Reputation risk management and mitigation aspects are embedded in the Bank’s policies and procedures, training programmes, the Business Continuity Plan and through the Audit and Board Risk Management Committees. A Customer Complaint Handling Process has been established under which the customers have a range of options through which they can forward their grievances to the Bank, by way of letters, using our public help line that is manned on a 24 hour basis, through the Bank web-site or social media. A senior officer is tasked with coordinating such grievances and handling customer relations. Significant public or customer grievances are submitted for appropriate action by corporate management and review by operational risk committees. In addition to the above, contact details of the country’s financial Ombudsman is displayed at every branch for customers to refer their complaint if it is not resolved to their satisfaction by the Bank.
The Bank has a Whistle Blowing Policy approved by the Board providing a channel for employees to raise issues, if any, on breaches of any law, statutory, regulatory or other ethical concerns shared by them.
Legal Risk
The Bank is subject to a comprehensive range of legal obligations and as a result is exposed to many forms of legal risks, which may arise in a number of ways:
- Business may not be conducted in accordance with applicable laws.
- Contractual obligations may either not be enforceable as intended or may be enforced in an adverse way
- Legal repercussions of lacunae in documents, forms, advertisements and other modes of conduct and communication adopted by the Bank
- Intellectual property may not be adequately protected.
- Liability for damages may be incurred to third parties harmed by conduct of its business.

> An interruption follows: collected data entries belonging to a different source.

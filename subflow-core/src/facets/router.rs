//! The default `router` facet: pattern registration and resolution with
//! named segments (§4.5).

use crate::error::SubflowError;
use crate::facet::{Facet, FacetInitCtx, ResolvedRoute, RouteHandler, RouterFacet};
use crate::message::RouteParams;
use std::any::Any;
use std::sync::atomic::{AtomicBool, Ordering};
use std::sync::RwLock;

use async_trait::async_trait;

#[derive(Clone)]
enum Segment {
    Exact(String),
    Named(String),
}

struct Route {
    pattern: String,
    segments: Vec<Segment>,
    handler: RouteHandler,
}

fn parse_pattern(pattern: &str) -> Vec<Segment> {
    pattern
        .split('/')
        .filter(|s| !s.is_empty())
        .map(|segment| {
            if let Some(name) = segment.strip_prefix(':') {
                Segment::Named(name.to_string())
            } else {
                Segment::Exact(segment.to_string())
            }
        })
        .collect()
}

fn is_exact(segments: &[Segment]) -> bool {
    segments.iter().all(|s| matches!(s, Segment::Exact(_)))
}

fn match_path(segments: &[Segment], path: &str) -> Option<RouteParams> {
    let parts: Vec<&str> = path.split('/').filter(|s| !s.is_empty()).collect();
    if parts.len() != segments.len() {
        return None;
    }
    let mut params = RouteParams::new();
    for (segment, part) in segments.iter().zip(parts.iter()) {
        match segment {
            Segment::Exact(expected) if expected == part => {}
            Segment::Exact(_) => return None,
            Segment::Named(name) => {
                params.insert(name.clone(), (*part).to_string());
            }
        }
    }
    Some(params)
}

/// Pluggable facet handling route registration and path resolution.
///
/// Routes are stored in registration order; resolution checks exact-only
/// patterns before patterns with named segments, matching the first
/// registered candidate within each tier (§4.5).
pub struct RouterFacetImpl {
    source: String,
    routes: RwLock<Vec<Route>>,
    initialized: AtomicBool,
    disposed: AtomicBool,
}

impl RouterFacetImpl {
    pub fn new(source: impl Into<String>) -> Self {
        Self {
            source: source.into(),
            routes: RwLock::new(Vec::new()),
            initialized: AtomicBool::new(false),
            disposed: AtomicBool::new(false),
        }
    }
}

impl Default for RouterFacetImpl {
    fn default() -> Self {
        Self::new("default-router")
    }
}

impl RouterFacet for RouterFacetImpl {
    fn register_route(&self, pattern: &str, handler: RouteHandler, overwrite: bool) -> Result<(), SubflowError> {
        let mut routes = self.routes.write().unwrap();
        if let Some(pos) = routes.iter().position(|r| r.pattern == pattern) {
            if !overwrite {
                return Err(SubflowError::validation(format!(
                    "route pattern '{pattern}' already exists"
                )));
            }
            routes[pos] = Route {
                pattern: pattern.to_string(),
                segments: parse_pattern(pattern),
                handler,
            };
            return Ok(());
        }
        routes.push(Route {
            pattern: pattern.to_string(),
            segments: parse_pattern(pattern),
            handler,
        });
        Ok(())
    }

    fn unregister_route(&self, pattern: &str) -> bool {
        let mut routes = self.routes.write().unwrap();
        let before = routes.len();
        routes.retain(|r| r.pattern != pattern);
        routes.len() != before
    }

    fn resolve_route(&self, path: &str) -> Option<ResolvedRoute> {
        let routes = self.routes.read().unwrap();

        for route in routes.iter().filter(|r| is_exact(&r.segments)) {
            if let Some(params) = match_path(&route.segments, path) {
                return Some(ResolvedRoute {
                    handler: route.handler.clone(),
                    params,
                });
            }
        }

        for route in routes.iter().filter(|r| !is_exact(&r.segments)) {
            if let Some(params) = match_path(&route.segments, path) {
                return Some(ResolvedRoute {
                    handler: route.handler.clone(),
                    params,
                });
            }
        }

        None
    }
}

#[async_trait]
impl Facet for RouterFacetImpl {
    fn kind(&self) -> &'static str {
        "router"
    }

    fn source(&self) -> &str {
        &self.source
    }

    fn is_initialized(&self) -> bool {
        self.initialized.load(Ordering::Acquire)
    }

    fn is_disposed(&self) -> bool {
        self.disposed.load(Ordering::Acquire)
    }

    async fn init(&self, _init_ctx: &FacetInitCtx<'_>) -> Result<(), SubflowError> {
        self.initialized.store(true, Ordering::Release);
        Ok(())
    }

    async fn dispose(&self) -> Result<(), SubflowError> {
        self.disposed.store(true, Ordering::Release);
        Ok(())
    }

    fn as_any(&self) -> &dyn Any {
        self
    }

    fn as_router(&self) -> Option<&dyn RouterFacet> {
        Some(self)
    }
}

#[cfg(test)]
mod tests {
    use super::*;
    use serde_json::json;
    use std::sync::Arc;

    fn echo_handler() -> RouteHandler {
        Arc::new(move |message, params, _options| {
            Box::pin(async move { Ok(json!({"id": message.id, "params": params})) })
        })
    }

    #[test]
    fn exact_path_takes_precedence_over_wildcard() {
        let router = RouterFacetImpl::new("test");
        router.register_route("users/:id", echo_handler(), false).unwrap();
        router.register_route("users/me", echo_handler(), false).unwrap();

        let resolved = router.resolve_route("users/me").unwrap();
        assert!(resolved.params.is_empty());
    }

    #[test]
    fn named_segment_is_captured() {
        let router = RouterFacetImpl::new("test");
        router.register_route("users/:id", echo_handler(), false).unwrap();
        let resolved = router.resolve_route("users/42").unwrap();
        assert_eq!(resolved.params.get("id"), Some(&"42".to_string()));
    }

    #[test]
    fn duplicate_pattern_without_overwrite_fails() {
        let router = RouterFacetImpl::new("test");
        router.register_route("a/b", echo_handler(), false).unwrap();
        assert!(router.register_route("a/b", echo_handler(), false).is_err());
        assert!(router.register_route("a/b", echo_handler(), true).is_ok());
    }

    #[test]
    fn unregister_reports_whether_anything_was_removed() {
        let router = RouterFacetImpl::new("test");
        router.register_route("a/b", echo_handler(), false).unwrap();
        assert!(router.unregister_route("a/b"));
        assert!(!router.unregister_route("a/b"));
    }
}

Legal risk is managed by the Legal Department. The Heads of departments for each business unit is responsible for management and reporting of legal risk. The adequacy and effectiveness of the controls operated in the business units are overseen by the Head of Legal Department. Specific risks relating to legal risk are reported on a monthly basis to the Board.
Compliance Risk
Compliance risk is defined as the risk of legal or regulatory sanctions, material financial loss, or loss to reputation and integrity an institution may suffer as a result of its failure to comply with laws, regulations, rules, related self-regulatory organizational standards, and codes of conduct applicable to its business activities. Thus, it is very closely related with reputation and legal/regulatory risk.

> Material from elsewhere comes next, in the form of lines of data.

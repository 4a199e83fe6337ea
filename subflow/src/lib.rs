//! subflow — an in-process message-dispatch runtime.
//!
//! A [`MessageSystem`] is the root of a tree of `Subsystem`s (re-exported
//! from `subflow_core`), each assembled from pluggable Facets (router,
//! queue, processor, listeners, hierarchy, scheduler, and the optional
//! queries/synchronous variants). Subsystems accept messages on named
//! paths, enqueue or immediately process them, invoke registered route
//! handlers, and return results or errors.
//!
//! Capability-checked messaging — Principals, PKRs, ReaderWriterSets, and
//! `Identity::sendProtected` — lives in `subflow_security` and is
//! re-exported here for convenience; [`MessageSystem`] implements
//! `subflow_security::MessageKernel` so an `Identity` created against it
//! can forward messages through the capability layer without either crate
//! depending on the other in the wrong direction.

pub mod error_ctx;
pub mod system;

pub use error_ctx::ErrorCtx;
pub use system::{ErrorHandler, MessageSystem};

pub use subflow_core::{
    default_hooks, DispatchOptions, DispatchResult, DispatchStatistics, Facet, FacetInitCtx, Hook,
    HookList, Listener, ListenersFacet, Message, ProcessorFacet, QueriesFacet, QueryHandler,
    QueueFacet, ResolvedRoute, RouteHandler, RouteParams, RouterFacet, SchedulerFacet, Subsystem,
    SubsystemCtx, SubflowError,
};

pub use subflow_security::{
    create_identity, Friend, Identity, MessageKernel, Pkr, Principal, PrincipalKind,
    PrincipalRegistry, ReaderWriterSet, SecurityError,
};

The Bank has a well laid out; Board approved Compliance Charter, which defines the fundamental principles, roles and responsibilities of the compliance function within the organization as well as its relationship with senior management, the Board of Directors and the business and operational functions.
The Charter applies to all Board and staff members of the organization and all its branches. Operationally the Bank has a detailed compliance programme to manage compliance risk in the day-to-day conduct of business in the Bank and has well-defined processes for risk identification, assessment, mitigation and control.
Future Outlook
Given the opportunities presented in the post war era, the Bank has been very aggressive in pursuing business. Emphasis has been given to SME, Retail and Project Finance in support of the development objectives of the country. Risk has facilitated this process by reviewing existing policies and procedures within acceptable risk parameters and strengthening the post-sanction monitoring process.
The credit process will be enhanced to address prevailing challenges, while credit models to be implemented will be subjected to periodic validation for the purpose of obtaining necessary assurances. Portfolio stress tests will be adopted as appropriate, to consider implications of scenarios that may seem relatively unlikely but could pose serious risks to the institution if they crystallize.
The Bank will continue to focus on the growth sectors of the economy through strategic portfolio planning, supported by sound risk identification, measurement, control, monitoring and reporting.